Like his sister’s, Gongda Xue’s fate could swing less on the question of whether he possessed stolen proprietary documents than on a debate over how much the information contained within them was worth.
Federal prosecutors have said the information could be worth from $550 million to more than $1 billion. Despite her guilty plea, Yu Xue maintains that the material had virtually no value to GSK.
Her lawyers have argued that much of it was already in the public domain and that the pharmaceutical giant already had patents on several of the therapies discussed within them, meaning that Renopharma could not profit simply by copying them.
Her defense has pointed to GSK’s own news releases in the wake of her 2015 arrest, which stated that the breach had no “material impact on the company’s business or R&D activity.”
“To the extent that any information in the GSK documents were trade secrets, they were fragmented and akin to having a single puzzle piece in a 1,000-piece jigsaw puzzle,” attorneys Peter R. Zeidenberg and John N. Joseph wrote in a filing last year. “The information was useless to a person trying to replicate GSK’s work product.”
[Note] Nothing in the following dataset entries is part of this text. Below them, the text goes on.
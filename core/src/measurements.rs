//! Measurement-related code for the rover fusion filter.
//!
//! This module defines the per-sample measurement container, the per-channel presence
//! mask, and the observation-mode selector that decides which subset of the state is
//! observable on a given sample.
//!
//! Recorded rover datasets carry eight channels per sample (`x, y, yaw, v_x, v_y, w,
//! a_x, a_y`) with a zero-as-absence sentinel: a channel that did not report holds an
//! exact `0.0`. The sentinel is decoded exactly once, at construction of a
//! [`RoverMeasurement`], into a [`ChannelMask`]; everything downstream (mode selection,
//! the filter update) consumes the mask and never re-inspects raw values for absence.
//! A true zero reading on a reporting channel is indistinguishable from absence under
//! this convention. That is a limitation of the recording format, which is why the mask
//! can also be supplied explicitly when the data source knows which sensors fired.

use crate::linearize::{
    combined_observation_matrix, inertial_observation_matrix, position_observation_matrix,
    velocity_observation_matrix,
};
use crate::{MEASUREMENT_DIM, STATE_DIM};

use std::fmt::{self, Display};

use nalgebra::{DMatrix, DVector};

/// Per-channel presence flags for one measurement sample.
///
/// `true` means the channel carries a real sensor reading this sample; `false` means the
/// sensor did not report and the stored value is the sentinel zero.
#[derive(Clone, Copy, Debug, Default, PartialEq, Eq)]
pub struct ChannelMask {
    pub x: bool,
    pub y: bool,
    pub yaw: bool,
    pub v_x: bool,
    pub v_y: bool,
    pub w: bool,
    pub a_x: bool,
    pub a_y: bool,
}

impl ChannelMask {
    /// Decode the zero-as-absence sentinel: a channel is present iff its value is nonzero.
    pub fn from_sentinel(channels: &[f64; MEASUREMENT_DIM]) -> ChannelMask {
        ChannelMask {
            x: channels[0] != 0.0,
            y: channels[1] != 0.0,
            yaw: channels[2] != 0.0,
            v_x: channels[3] != 0.0,
            v_y: channels[4] != 0.0,
            w: channels[5] != 0.0,
            a_x: channels[6] != 0.0,
            a_y: channels[7] != 0.0,
        }
    }

    /// Mask with every channel present.
    pub fn all() -> ChannelMask {
        ChannelMask {
            x: true,
            y: true,
            yaw: true,
            v_x: true,
            v_y: true,
            w: true,
            a_x: true,
            a_y: true,
        }
    }

    /// Both coordinates of an absolute position fix are present.
    pub fn has_position_fix(&self) -> bool {
        self.x && self.y
    }

    /// At least one position coordinate is present.
    pub fn any_position(&self) -> bool {
        self.x || self.y
    }

    /// At least one odometry channel (v_x, v_y, w) is present.
    pub fn any_velocity(&self) -> bool {
        self.v_x || self.v_y || self.w
    }

    /// At least one inertial channel (yaw, a_x, a_y) is present.
    pub fn any_inertial(&self) -> bool {
        self.yaw || self.a_x || self.a_y
    }
}

/// A single time-tagged measurement sample.
///
/// Channel values are stored as recorded (sentinel zeros included); `mask` says which of
/// them are real readings. Instances are transient: one per input record, owned by the
/// current filter step.
#[derive(Clone, Copy, Debug, PartialEq)]
pub struct RoverMeasurement {
    /// Sample timestamp in seconds
    pub time: f64,
    /// Absolute position fix, x coordinate in meters
    pub x: f64,
    /// Absolute position fix, y coordinate in meters
    pub y: f64,
    /// Heading in radians
    pub yaw: f64,
    /// Velocity along the world x axis in m/s
    pub v_x: f64,
    /// Velocity along the world y axis in m/s
    pub v_y: f64,
    /// Angular rate in rad/s
    pub w: f64,
    /// Acceleration along the world x axis in m/s^2
    pub a_x: f64,
    /// Acceleration along the world y axis in m/s^2
    pub a_y: f64,
    /// Which channels carry real readings this sample
    pub mask: ChannelMask,
}

impl Display for RoverMeasurement {
    fn fmt(&self, f: &mut fmt::Formatter<'_>) -> fmt::Result {
        write!(
            f,
            "RoverMeasurement(t: {:.3}, pos: [{}, {}], yaw: {}, vel: [{}, {}, {}], accel: [{}, {}])",
            self.time, self.x, self.y, self.yaw, self.v_x, self.v_y, self.w, self.a_x, self.a_y
        )
    }
}

impl RoverMeasurement {
    /// Build a measurement from raw channel values, decoding presence from the sentinel
    /// convention (zero = absent).
    pub fn from_sentinel(time: f64, channels: [f64; MEASUREMENT_DIM]) -> RoverMeasurement {
        let mask = ChannelMask::from_sentinel(&channels);
        RoverMeasurement::with_mask(time, channels, mask)
    }

    /// Build a measurement with an explicit presence mask, bypassing the sentinel
    /// convention. Use this when the data source knows which sensors fired and a genuine
    /// zero reading must survive.
    pub fn with_mask(
        time: f64,
        channels: [f64; MEASUREMENT_DIM],
        mask: ChannelMask,
    ) -> RoverMeasurement {
        RoverMeasurement {
            time,
            x: channels[0],
            y: channels[1],
            yaw: channels[2],
            v_x: channels[3],
            v_y: channels[4],
            w: channels[5],
            a_x: channels[6],
            a_y: channels[7],
            mask,
        }
    }

    /// The measurement in vector form, ordered `[x, y, yaw, v_x, v_y, w, a_x, a_y]`.
    pub fn to_vector(&self) -> DVector<f64> {
        DVector::from_vec(vec![
            self.x, self.y, self.yaw, self.v_x, self.v_y, self.w, self.a_x, self.a_y,
        ])
    }
}

/// Map a predicted state to measurement space.
///
/// Every measured channel reads its state component directly, so this is the identity
/// projection onto the first eight state components.
pub fn expected_measurement(state: &DVector<f64>) -> DVector<f64> {
    assert_eq!(
        state.len(),
        STATE_DIM,
        "expected_measurement takes a full state vector"
    );
    DVector::from_fn(MEASUREMENT_DIM, |i, _| state[i])
}

/// Which subset of the state the current sample can observe.
///
/// Selected per sample from the presence mask, never persisted. Each variant maps to a
/// fixed 8x9 observation matrix in [`crate::linearize`]; `Combined` is the explicit
/// fallback for presence patterns outside the four recorded-data cases, so selection is
/// total and no sample ever reaches an undefined matrix.
#[derive(Clone, Copy, Debug, PartialEq, Eq)]
pub enum ObservationMode {
    /// No sensor reported: the odometry row is recorded as genuinely at rest, so the
    /// velocity channels are treated as zero readings.
    OdometryAtRest,
    /// Only wheel odometry reported: velocity and turn-rate channels are observable.
    Odometry,
    /// Only the IMU reported: heading and acceleration channels are observable.
    Inertial,
    /// An absolute position fix is available: position channels are observable.
    PositionFix,
    /// Fallback for any other presence pattern (e.g. odometry and IMU together without a
    /// fix, or a one-sided fix): observe every measured channel at once.
    Combined,
}

impl Display for ObservationMode {
    fn fmt(&self, f: &mut fmt::Formatter<'_>) -> fmt::Result {
        f.write_str(self.label())
    }
}

impl ObservationMode {
    /// Every mode, in selection-priority order. Handy for histograms and tests.
    pub const ALL: [ObservationMode; 5] = [
        ObservationMode::OdometryAtRest,
        ObservationMode::Odometry,
        ObservationMode::Inertial,
        ObservationMode::PositionFix,
        ObservationMode::Combined,
    ];

    /// Select the observation mode for a presence mask.
    ///
    /// The decision table, in order (first matching row wins):
    ///
    /// | position fix | odometry present | inertial present | mode |
    /// |---|---|---|---|
    /// | absent (both) | no | no | `OdometryAtRest` |
    /// | absent (both) | yes | no | `Odometry` |
    /// | absent (both) | no | yes | `Inertial` |
    /// | both coordinates | any | any | `PositionFix` |
    /// | anything else | | | `Combined` |
    ///
    /// "Anything else" covers odometry and inertial reporting together without a fix, and
    /// a fix where only one coordinate survived.
    pub fn select(mask: &ChannelMask) -> ObservationMode {
        match (
            mask.has_position_fix(),
            mask.any_position(),
            mask.any_velocity(),
            mask.any_inertial(),
        ) {
            (false, false, false, false) => ObservationMode::OdometryAtRest,
            (false, false, true, false) => ObservationMode::Odometry,
            (false, false, false, true) => ObservationMode::Inertial,
            (true, _, _, _) => ObservationMode::PositionFix,
            (false, _, _, _) => ObservationMode::Combined,
        }
    }

    /// The 8x9 observation matrix for this mode.
    pub fn observation_matrix(&self) -> DMatrix<f64> {
        match self {
            ObservationMode::OdometryAtRest | ObservationMode::Odometry => {
                velocity_observation_matrix()
            }
            ObservationMode::Inertial => inertial_observation_matrix(),
            ObservationMode::PositionFix => position_observation_matrix(),
            ObservationMode::Combined => combined_observation_matrix(),
        }
    }

    /// State indices this mode observes.
    pub fn observed_rows(&self) -> &'static [usize] {
        match self {
            ObservationMode::OdometryAtRest | ObservationMode::Odometry => &[3, 4, 5],
            ObservationMode::Inertial => &[2, 6, 7],
            ObservationMode::PositionFix => &[0, 1],
            ObservationMode::Combined => &[0, 1, 2, 3, 4, 5, 6, 7],
        }
    }

    /// Short human-readable name, used in logs and run summaries.
    pub fn label(&self) -> &'static str {
        match self {
            ObservationMode::OdometryAtRest => "odometry-at-rest",
            ObservationMode::Odometry => "odometry",
            ObservationMode::Inertial => "inertial",
            ObservationMode::PositionFix => "position-fix",
            ObservationMode::Combined => "combined",
        }
    }

    /// Stable index of this mode into [`ObservationMode::ALL`].
    pub fn index(&self) -> usize {
        match self {
            ObservationMode::OdometryAtRest => 0,
            ObservationMode::Odometry => 1,
            ObservationMode::Inertial => 2,
            ObservationMode::PositionFix => 3,
            ObservationMode::Combined => 4,
        }
    }
}
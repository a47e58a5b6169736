//! Linear algebra helpers for robust innovation-covariance solves.
//!
//! Public API:
//!     pub fn symmetrize(m: &DMatrix<f64>) -> DMatrix<f64>
//!     pub fn chol_solve_spd(a, b, opt) -> Option<DMatrix<f64>>
//!     pub fn robust_spd_solve(a, b) -> Option<DMatrix<f64>>
//!
//! Strategy for solving `A X = B` with an SPD-ish `A`:
//! 1) Symmetrize A ← 0.5 (A + Aᵀ)
//! 2) Cholesky
//! 3) Jittered Cholesky (geometric ramp)
//! 4) Explicit inverse as a last resort
//!
//! The mode-switched observation matrices in this crate routinely leave all-zero rows in
//! `H`, so the innovation covariance `S = H P Hᵀ + R` leans entirely on `R` along those
//! rows and can be poorly conditioned under aggressive tunings. A failed solve is reported
//! as `None` rather than a panic: the filter treats that step's update as recoverable and
//! keeps the predicted state.

use nalgebra::DMatrix;
use nalgebra::linalg::Cholesky;

/// Symmetrize a matrix: A ← 0.5 (A + Aᵀ)
///
/// Reduces the round-off asymmetry that accumulates in covariance propagation.
#[inline]
pub fn symmetrize(m: &DMatrix<f64>) -> DMatrix<f64> {
    0.5 * (m + m.transpose())
}

/// Jitter schedule for the Cholesky retry ramp.
#[derive(Debug, Clone, Copy)]
pub struct SolveOptions {
    pub initial_jitter: f64,
    pub max_jitter: f64,
    pub max_tries: usize,
}

impl Default for SolveOptions {
    fn default() -> Self {
        Self {
            initial_jitter: 1e-12,
            max_jitter: 1e-6,
            max_tries: 6,
        }
    }
}

/// Solve A X = B for SPD-ish A via Cholesky, with jitter retries.
/// Returns None if all attempts fail.
pub fn chol_solve_spd(
    a: &DMatrix<f64>,
    b: &DMatrix<f64>,
    opt: SolveOptions,
) -> Option<DMatrix<f64>> {
    assert!(a.is_square(), "chol_solve_spd: A must be square");
    assert_eq!(a.nrows(), b.nrows(), "chol_solve_spd: A and B incompatible");

    // Symmetrize first (SPD drift is common).
    let a_sym = symmetrize(a);

    // Try plain Cholesky
    if let Some(ch) = Cholesky::new(a_sym.clone()) {
        return Some(ch.solve(b));
    }

    // Jitter ramp
    let n = a_sym.nrows();
    let mut jitter = opt.initial_jitter;
    for _ in 0..opt.max_tries {
        let mut a_j = a_sym.clone();
        for i in 0..n {
            a_j[(i, i)] += jitter;
        }
        if let Some(ch) = Cholesky::new(a_j) {
            return Some(ch.solve(b));
        }
        jitter *= 10.0;
        if jitter > opt.max_jitter {
            break;
        }
    }
    None
}

/// Robust SPD solve with sane defaults:
/// - Cholesky + jitter (preferred)
/// - Last resort: explicit inverse
/// - None when nothing works (non-finite or irreparably singular input)
pub fn robust_spd_solve(a: &DMatrix<f64>, b: &DMatrix<f64>) -> Option<DMatrix<f64>> {
    if a.iter().any(|v| !v.is_finite()) || b.iter().any(|v| !v.is_finite()) {
        return None;
    }
    if let Some(x) = chol_solve_spd(a, b, SolveOptions::default()) {
        Some(x)
    } else {
        symmetrize(a).try_inverse().map(|inv| &inv * b)
    }
}

#[cfg(test)]
mod tests {
    use super::*;

    fn approx_eq(a: &DMatrix<f64>, b: &DMatrix<f64>, tol: f64) -> bool {
        if a.shape() != b.shape() {
            return false;
        }
        let mut max_abs = 0.0f64;
        for i in 0..a.nrows() {
            for j in 0..a.ncols() {
                max_abs = max_abs.max((a[(i, j)] - b[(i, j)]).abs());
            }
        }
        max_abs <= tol
    }

    #[test]
    fn t_symmetrize() {
        let m = DMatrix::from_row_slice(2, 2, &[1.0, 2.0, 0.0, 3.0]);
        let s = symmetrize(&m);
        let s_expected = DMatrix::from_row_slice(2, 2, &[1.0, 1.0, 1.0, 3.0]);
        assert!(approx_eq(&s, &s_expected, 1e-15));
    }

    #[test]
    fn t_chol_solve_spd_basic() {
        let a = DMatrix::from_row_slice(2, 2, &[4.0, 2.0, 2.0, 3.0]);
        let b = DMatrix::from_row_slice(2, 1, &[6.0, 5.0]);

        let x = chol_solve_spd(&a, &b, SolveOptions::default()).expect("should solve");
        let result = &a * &x;
        assert!(approx_eq(&result, &b, 1e-10));
    }

    #[test]
    fn t_chol_solve_spd_with_jitter() {
        // Barely PD matrix: plain Cholesky may wobble, jitter must save it
        let mut a = DMatrix::from_row_slice(2, 2, &[1.0, 0.5, 0.5, 1.0]);
        a[(1, 1)] -= 0.25;
        let b = DMatrix::from_row_slice(2, 1, &[1.0, 1.0]);

        let x = chol_solve_spd(&a, &b, SolveOptions::default()).expect("should solve with jitter");
        let result = &a * &x;
        assert!(approx_eq(&result, &b, 1e-8));
    }

    #[test]
    fn t_robust_spd_solve_innovation_shape() {
        // An innovation covariance with zero H-rows: the R block keeps it solvable
        let mut s = DMatrix::<f64>::zeros(4, 4);
        s[(0, 0)] = 4.0;
        s[(1, 1)] = 4.0;
        s[(2, 2)] = 1e8;
        s[(3, 3)] = 1e8;
        let b = DMatrix::<f64>::identity(4, 4);

        let x = robust_spd_solve(&s, &b).expect("diagonal S must solve");
        let result = &s * &x;
        assert!(approx_eq(&result, &b, 1e-6));
    }

    #[test]
    fn t_robust_spd_solve_non_finite_is_none() {
        let mut a = DMatrix::<f64>::identity(3, 3);
        a[(1, 1)] = f64::NAN;
        let b = DMatrix::<f64>::identity(3, 3);
        assert!(robust_spd_solve(&a, &b).is_none());
    }

    #[test]
    #[should_panic(expected = "chol_solve_spd: A must be square")]
    fn t_chol_solve_spd_non_square_panics() {
        let a = DMatrix::<f64>::zeros(3, 2);
        let b = DMatrix::<f64>::zeros(3, 1);
        let _ = chol_solve_spd(&a, &b, SolveOptions::default());
    }

    #[test]
    #[should_panic(expected = "chol_solve_spd: A and B incompatible")]
    fn t_chol_solve_spd_incompatible_panics() {
        let a = DMatrix::<f64>::identity(2, 2);
        let b = DMatrix::<f64>::zeros(3, 1);
        let _ = chol_solve_spd(&a, &b, SolveOptions::default());
    }
}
A federal judge has yet to issue a ruling on that debate, which could play a determinative factor in the sentence Yu Xue ultimately receives.
But as she sat in the gallery of a federal courtroom Monday in support of her brother, a different — but equally complex — question faced the court.
Gongda Xue’s lawyers have sought his release on house arrest while he awaits trial. His brother-in-law has obtained an apartment for him in Wilmington, and family members are willing to stake property should he fail to show up to court.
U.S. authorities have filed an immigration detainer against him. That means that even if a judge were to grant his bail request, he would not be released but instead be transferred to an immigration detention facility — an unusual circumstance for a man who had no desire to come to the U.S. and who was brought here after fighting for more than a year to remain in Switzerland.